Cour d’appel de Toulouse, 17 janvier 2025, RG n° 23/01632
Cour d’appel de Toulouse, 17 janvier 2025, RG n° 23/01632

Type de juridiction : Cour d’appel

Juridiction : Cour d’appel de Toulouse

Thématique : Licenciement économique contesté : motifs et conséquences sur les droits du salarié

Résumé

Embauche et évolution de Mme [R]

Mme [B] [R] a été embauchée par la SAS Magellium en tant que responsable des ressources humaines à temps plein le 13 décembre 2010. Son contrat stipulait une rémunération basée sur 35 heures hebdomadaires, avec des heures supplémentaires. En juillet 2017, son temps de travail a été réduit à 37 heures, tout en lui permettant d’acquérir des jours de RTT.

Situation de l’entreprise

La SAS Magellium a traversé des difficultés financières, ayant été soumise à une procédure de sauvegarde judiciaire en mars 2015, suivie d’un plan de sauvegarde en juillet 2016. En novembre 2017, la procédure a été clôturée.
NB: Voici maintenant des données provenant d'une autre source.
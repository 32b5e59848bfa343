//! Artifact collection and lookup.
//!
//! After a child exits, its output directory is scanned for images and each
//! one is mapped to `<namespace>/<execution_id>/<file>`. The reverse mapping
//! is used by whatever serves those paths.

use crate::errors::Result;
use crate::wrapper::IMAGE_EXTENSION;
use std::path::{Path, PathBuf};
use tracing::{debug, warn};

/// Enumerate images in an execution's output directory, in file-name order.
///
/// A directory left with no entries at all is removed. A missing directory
/// yields no artifacts.
pub fn collect(output_dir: &Path, execution_id: &str, namespace: &str) -> Result<Vec<String>> {
    let entries = match std::fs::read_dir(output_dir) {
        Ok(entries) => entries,
        Err(e) if e.kind() == std::io::ErrorKind::NotFound => return Ok(Vec::new()),
        Err(e) => return Err(e.into()),
    };

    let mut names = Vec::new();
    let mut any_entry = false;
    for entry in entries {
        let entry = entry?;
        any_entry = true;
        let Ok(ft) = entry.file_type() else { continue };
        if !ft.is_file() || ft.is_symlink() {
            continue;
        }
        let Some(name) = entry.file_name().to_str().map(str::to_string) else {
            continue;
        };
        if has_image_extension(&name) {
            names.push(name);
        }
    }

    if !any_entry {
        match std::fs::remove_dir(output_dir) {
            Ok(()) => debug!("[ARTIFACTS] Removed empty output dir {:?}", output_dir),
            Err(e) => warn!("[ARTIFACTS] Failed to remove empty output dir {:?}: {}", output_dir, e),
        }
        return Ok(Vec::new());
    }

    names.sort();
    let namespace = namespace.trim_end_matches('/');
    Ok(names
        .into_iter()
        .map(|name| format!("{}/{}/{}", namespace, execution_id, name))
        .collect())
}

fn has_image_extension(name: &str) -> bool {
    Path::new(name)
        .extension()
        .and_then(|ext| ext.to_str())
        .is_some_and(|ext| ext == IMAGE_EXTENSION)
}

/// Map a resource path back onto the output tree.
///
/// Only `<namespace>/<uuid>/<file>` with a plain image file name that exists
/// on disk resolves; anything else, including traversal attempts, is `None`.
pub fn resolve(output_root: &Path, namespace: &str, resource: &str) -> Option<PathBuf> {
    let namespace = namespace.trim_end_matches('/');
    let rest = resource.strip_prefix(namespace)?.strip_prefix('/')?;
    let (execution_id, file_name) = rest.split_once('/')?;

    uuid::Uuid::parse_str(execution_id).ok()?;
    if file_name.is_empty()
        || file_name.starts_with('.')
        || file_name.contains(['/', '\\'])
        || !has_image_extension(file_name)
    {
        return None;
    }

    let path = output_root.join(execution_id).join(file_name);
    path.is_file().then_some(path)
}

/// Content type for a served artifact, from its extension
pub fn content_type_for(path: &Path) -> &'static str {
    let ext = path
        .extension()
        .and_then(|ext| ext.to_str())
        .map(str::to_ascii_lowercase);
    match ext.as_deref() {
        Some("png") => "image/png",
        Some("jpg") | Some("jpeg") => "image/jpeg",
        Some("gif") => "image/gif",
        Some("svg") => "image/svg+xml",
        _ => "application/octet-stream",
    }
}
En 2020, l’entreprise a envisagé une réorganisation, entraînant la suppression de plusieurs postes, y compris celui de Mme [R].

Consultation du comité social et économique

Le 13 novembre 2020, le comité social et économique a émis un avis défavorable à la réorganisation du service des ressources humaines, soulignant que la charge de travail de la responsable des ressources humaines était sous-estimée. Mme [R] a alors exprimé ses doutes quant à la légitimité du motif économique invoqué pour son éviction.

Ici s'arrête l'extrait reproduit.